Le Maillon et Pôle Sud ont présenté toujours dans le cadre du ,Festival Nouvelles Twin Paradox de Mathilde Monnier, un spectacle pour dix danseurs, une réflexion sur le couple, sur la danse menée jusqu'à épuisement, l'exploration de sa capacité paroxystique, la démonstration d'une énergie qui s'épuise et se renouvelle sans cesse. Mathilde Monnier s'est poposée des marathons de danse que l'on pratiquait aux Etats-Unis dans les années vingt. Les tenues chamarrées de danseurs produisent des effets esthétisants qui captivent le regard, les enlacements, les balancements, les postures variées des danseurs que l'ont voit couchés, à genoux puis debout, parfois en perte d'équilibre, tout cela au son d'une musique d'un compositeur contemporain Luc Ferrari '(1929-2005) qui mêle bruitages, échos de la rue, chants italiens. voilà qui donne à ce spectacle l'allure d'un manifeste pour la danse, ce que Mathilde Monnier exprime en ces termes: "Danser malgré tout. Danser après tout.".
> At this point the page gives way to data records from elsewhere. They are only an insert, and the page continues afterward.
use crate::{
    error::AppError,
    models::{Book, BookInput},
    repositories::BookRepository,
};
use actix_web::{delete, get, http::header, post, put, web, HttpResponse, Responder};
use validator::Validate;

/// Retrieves the list of all books.
///
/// ## Responses:
/// - `200 OK`: Returns a JSON array of `Book` objects (empty if the catalog is empty).
/// - `401 Unauthorized`: If the request lacks a valid authentication token.
/// - `500 Internal Server Error`: For database errors.
#[get("")]
pub async fn get_books(books: web::Data<BookRepository>) -> Result<impl Responder, AppError> {
    log::info!("Fetching all books");
    let books = books.get_books().await?;
    log::info!("Successfully fetched {} books", books.len());
    Ok(HttpResponse::Ok().json(books))
}

/// Retrieves a specific book by its ID.
///
/// ## Path Parameters:
/// - `id`: The identifier of the book to retrieve.
///
/// ## Responses:
/// - `200 OK`: Returns the `Book` object as JSON.
/// - `401 Unauthorized`: If the request lacks a valid authentication token.
/// - `404 Not Found`: If no book has the given identifier.
/// - `500 Internal Server Error`: For database errors.
#[get("/{id}")]
pub async fn get_book_by_id(
    books: web::Data<BookRepository>,
    book_id: web::Path<i32>,
) -> Result<impl Responder, AppError> {
    let id = book_id.into_inner();
    log::info!("Fetching book with id {}", id);

    match books.get_book_by_id(id).await? {
        Some(book) => {
            log::info!("Successfully fetched book with id {}", id);
            Ok(HttpResponse::Ok().json(book))
        }
        None => {
            log::warn!("Book with id {} not found", id);
            Err(AppError::NotFound("Book not found".into()))
        }
    }
}

/// Retrieves books by the author's name (exact match).
///
/// ## Path Parameters:
/// - `name`: The author name to filter by.
///
/// ## Responses:
/// - `200 OK`: Returns a JSON array of matching `Book` objects.
/// - `401 Unauthorized`: If the request lacks a valid authentication token.
/// - `404 Not Found`: If no books match the author.
/// - `500 Internal Server Error`: For database errors.
#[get("/author/{name}")]
pub async fn get_books_by_author(
    books: web::Data<BookRepository>,
    author: web::Path<String>,
) -> Result<impl Responder, AppError> {
    let author = author.into_inner();
    log::info!("Fetching books by author '{}'", author);

    let matches = books.get_books_by_author(&author).await?;
    if matches.is_empty() {
        log::warn!("No books found for author '{}'", author);
        return Err(AppError::NotFound("No books found for this author".into()));
    }

    log::info!(
        "Successfully fetched {} books by author '{}'",
        matches.len(),
        author
    );
    Ok(HttpResponse::Ok().json(matches))
}

/// Retrieves books by category (exact match).
///
/// ## Path Parameters:
/// - `category`: The category to filter by.
///
/// ## Responses:
/// - `200 OK`: Returns a JSON array of matching `Book` objects.
/// - `401 Unauthorized`: If the request lacks a valid authentication token.
/// - `404 Not Found`: If no books match the category.
/// - `500 Internal Server Error`: For database errors.
#[get("/category/{category}")]
pub async fn get_books_by_category(
    books: web::Data<BookRepository>,
    category: web::Path<String>,
) -> Result<impl Responder, AppError> {
    let category = category.into_inner();
    log::info!("Fetching books in category '{}'", category);

    let matches = books.get_books_by_category(&category).await?;
    if matches.is_empty() {
        log::warn!("No books found in category '{}'", category);
        return Err(AppError::NotFound("No books found in this category".into()));
    }

    log::info!(
        "Successfully fetched {} books in category '{}'",
        matches.len(),
        category
    );
    Ok(HttpResponse::Ok().json(matches))
}

/// Creates a new book.
///
/// ## Request Body:
/// A JSON object matching `BookInput`: `title`, `author`, `language`,
/// `category`, and `published_year`. The identifier is assigned by the store.
///
/// ## Responses:
/// - `201 Created`: Returns the created `Book` as JSON, with a `Location`
///   header pointing at the get-by-id endpoint.
/// - `400 Bad Request`: If the payload fails validation.
/// - `401 Unauthorized`: If the request lacks a valid authentication token.
/// - `500 Internal Server Error`: For database errors.
#[post("")]
pub async fn create_book(
    books: web::Data<BookRepository>,
    book_data: web::Json<BookInput>,
) -> Result<impl Responder, AppError> {
    log::info!("Creating a new book titled '{}'", book_data.title);

    // Validate input
    if let Err(e) = book_data.validate() {
        log::warn!("Invalid payload for book creation: {}", e);
        return Err(e.into());
    }

    let book = books.create_book(&book_data).await?;
    log::info!("Successfully created book with id {}", book.id);

    Ok(HttpResponse::Created()
        .insert_header((header::LOCATION, format!("/api/books/{}", book.id)))
        .json(book))
}

/// Updates an existing book.
///
/// The payload carries the full entity. The identifier in the path must match
/// the identifier in the body; a mismatch is rejected before any store access.
///
/// ## Path Parameters:
/// - `id`: The identifier of the book to update.
///
/// ## Responses:
/// - `204 No Content`: On successful update.
/// - `400 Bad Request`: If the path and body identifiers differ, or the payload
///   fails validation.
/// - `401 Unauthorized`: If the request lacks a valid authentication token.
/// - `404 Not Found`: If no book has the given identifier.
/// - `500 Internal Server Error`: For database errors.
#[put("/{id}")]
pub async fn update_book(
    books: web::Data<BookRepository>,
    book_id: web::Path<i32>,
    book_data: web::Json<Book>,
) -> Result<impl Responder, AppError> {
    let id = book_id.into_inner();
    log::info!("Updating book with id {}", id);

    if id != book_data.id {
        log::warn!(
            "Path id {} does not match body id {}",
            id,
            book_data.id
        );
        return Err(AppError::BadRequest(
            "The id in the URL does not match the id in the book object".into(),
        ));
    }

    if let Err(e) = book_data.validate() {
        log::warn!("Invalid payload for book update: {}", e);
        return Err(e.into());
    }

    if books.get_book_by_id(id).await?.is_none() {
        log::warn!("Book with id {} not found", id);
        return Err(AppError::NotFound(
            "The book with the specified id does not exist".into(),
        ));
    }

    books.update_book(&book_data).await?;
    log::info!("Successfully updated book with id {}", id);

    Ok(HttpResponse::NoContent().finish())
}

/// Deletes a book by its ID.
///
/// ## Path Parameters:
/// - `id`: The identifier of the book to delete.
///
/// ## Responses:
/// - `204 No Content`: On successful deletion.
/// - `401 Unauthorized`: If the request lacks a valid authentication token.
/// - `404 Not Found`: If no book has the given identifier.
/// - `500 Internal Server Error`: For database errors.
#[delete("/{id}")]
pub async fn delete_book(
    books: web::Data<BookRepository>,
    book_id: web::Path<i32>,
) -> Result<impl Responder, AppError> {
    let id = book_id.into_inner();
    log::info!("Deleting book with id {}", id);

    if books.get_book_by_id(id).await?.is_none() {
        log::warn!("Book with id {} not found", id);
        return Err(AppError::NotFound("Book not found".into()));
    }

    books.delete_book(id).await?;
    log::info!("Successfully deleted book with id {}", id);

    Ok(HttpResponse::NoContent().finish())
}

#[cfg(test)]
mod tests {
    use super::*;
    use actix_web::test;
    use serde_json::json;
    use sqlx::PgPool;

    // A lazy pool pointing at an unreachable address: any handler that
    // touches the store through it fails with a 500, so a 400 response
    // proves the request was rejected before any store access.
    fn unreachable_pool() -> PgPool {
        PgPool::connect_lazy("postgres://127.0.0.1:1/unreachable").unwrap()
    }

    #[actix_rt::test]
    async fn test_update_id_mismatch_rejected_before_store_access() {
        let repo = BookRepository::new(unreachable_pool());
        let app = test::init_service(
            actix_web::App::new()
                .app_data(web::Data::new(repo))
                .service(web::scope("/books").service(update_book)),
        )
        .await;

        let req = test::TestRequest::put()
            .uri("/books/1")
            .set_json(&json!({
                "id": 2,
                "title": "Dune",
                "author": "Herbert",
                "language": "English",
                "category": "Sci-Fi",
                "published_year": 1965
            }))
            .to_request();
        let resp = test::call_service(&app, req).await;
        assert_eq!(resp.status(), actix_web::http::StatusCode::BAD_REQUEST);
    }

    #[actix_rt::test]
    async fn test_create_invalid_payload_rejected_before_store_access() {
        let repo = BookRepository::new(unreachable_pool());
        let app = test::init_service(
            actix_web::App::new()
                .app_data(web::Data::new(repo))
                .service(web::scope("/books").service(create_book)),
        )
        .await;

        let req = test::TestRequest::post()
            .uri("/books")
            .set_json(&json!({
                "title": "Dune",
                "author": "Herbert",
                "language": "English",
                "category": "Sci-Fi",
                "published_year": 1200
            }))
            .to_request();
        let resp = test::call_service(&app, req).await;
        assert_eq!(resp.status(), actix_web::http::StatusCode::BAD_REQUEST);
    }

    #[actix_rt::test]
    async fn test_update_invalid_payload_rejected_before_store_access() {
        let repo = BookRepository::new(unreachable_pool());
        let app = test::init_service(
            actix_web::App::new()
                .app_data(web::Data::new(repo))
                .service(web::scope("/books").service(update_book)),
        )
        .await;

        let req = test::TestRequest::put()
            .uri("/books/1")
            .set_json(&json!({
                "id": 1,
                "title": "",
                "author": "Herbert",
                "language": "English",
                "category": "Sci-Fi",
                "published_year": 1965
            }))
            .to_request();
        let resp = test::call_service(&app, req).await;
        assert_eq!(resp.status(), actix_web::http::StatusCode::BAD_REQUEST);
    }
}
Spectacle qui signe aussi l'engagement du Festival, c'est celui qui le clôturait, initié par Michel Schweitzer pour la compagnie "La Coma", il s'intitulait Fauves et mettait en scène un groupe d'adolescents. Ils ont réussi à nous introduire dans leur monde et à nous interpeller fortement. Michel Schweitzer est un médiateur, et ce rôle il le joue sur la scène en déclinant quelques éléments de sa biographie. Tout se joue sur ce mode naturel où les jeunes vont prendre la parole, chanter, danser, provoquer des rencontres, donner leur opinion; une sincérité qui paraît spontanée, comme celle d'Elsa, la jeune fille pleine d'hésitation qui quitte la scène et que Michel Schweitzer invite à revenir. Exprimer la peur, se livrer à des questionnements existentiels, se regrouper autour du D.S, tant de propositions, de témoignages qui font de ce spectacle un morceau de bravoure à la gloire de la jeunesse, sous le regard amical, amusé, parfois bouleversé de Michel Schweitzer qui les a conduits là, sur ce plateau et à vivre intensément un mode d'expression authentique, à être des témoins de leur génération, parfois si mal comprise.
La grande richesse de cette édition Festival Nouvelles est de nous avoir permis de vivre des rencontres exceptionnelles avec des artistes engagés dans un questionnement sur le monde et qui nous offrent la possibilité de l'expérimenter avec eux.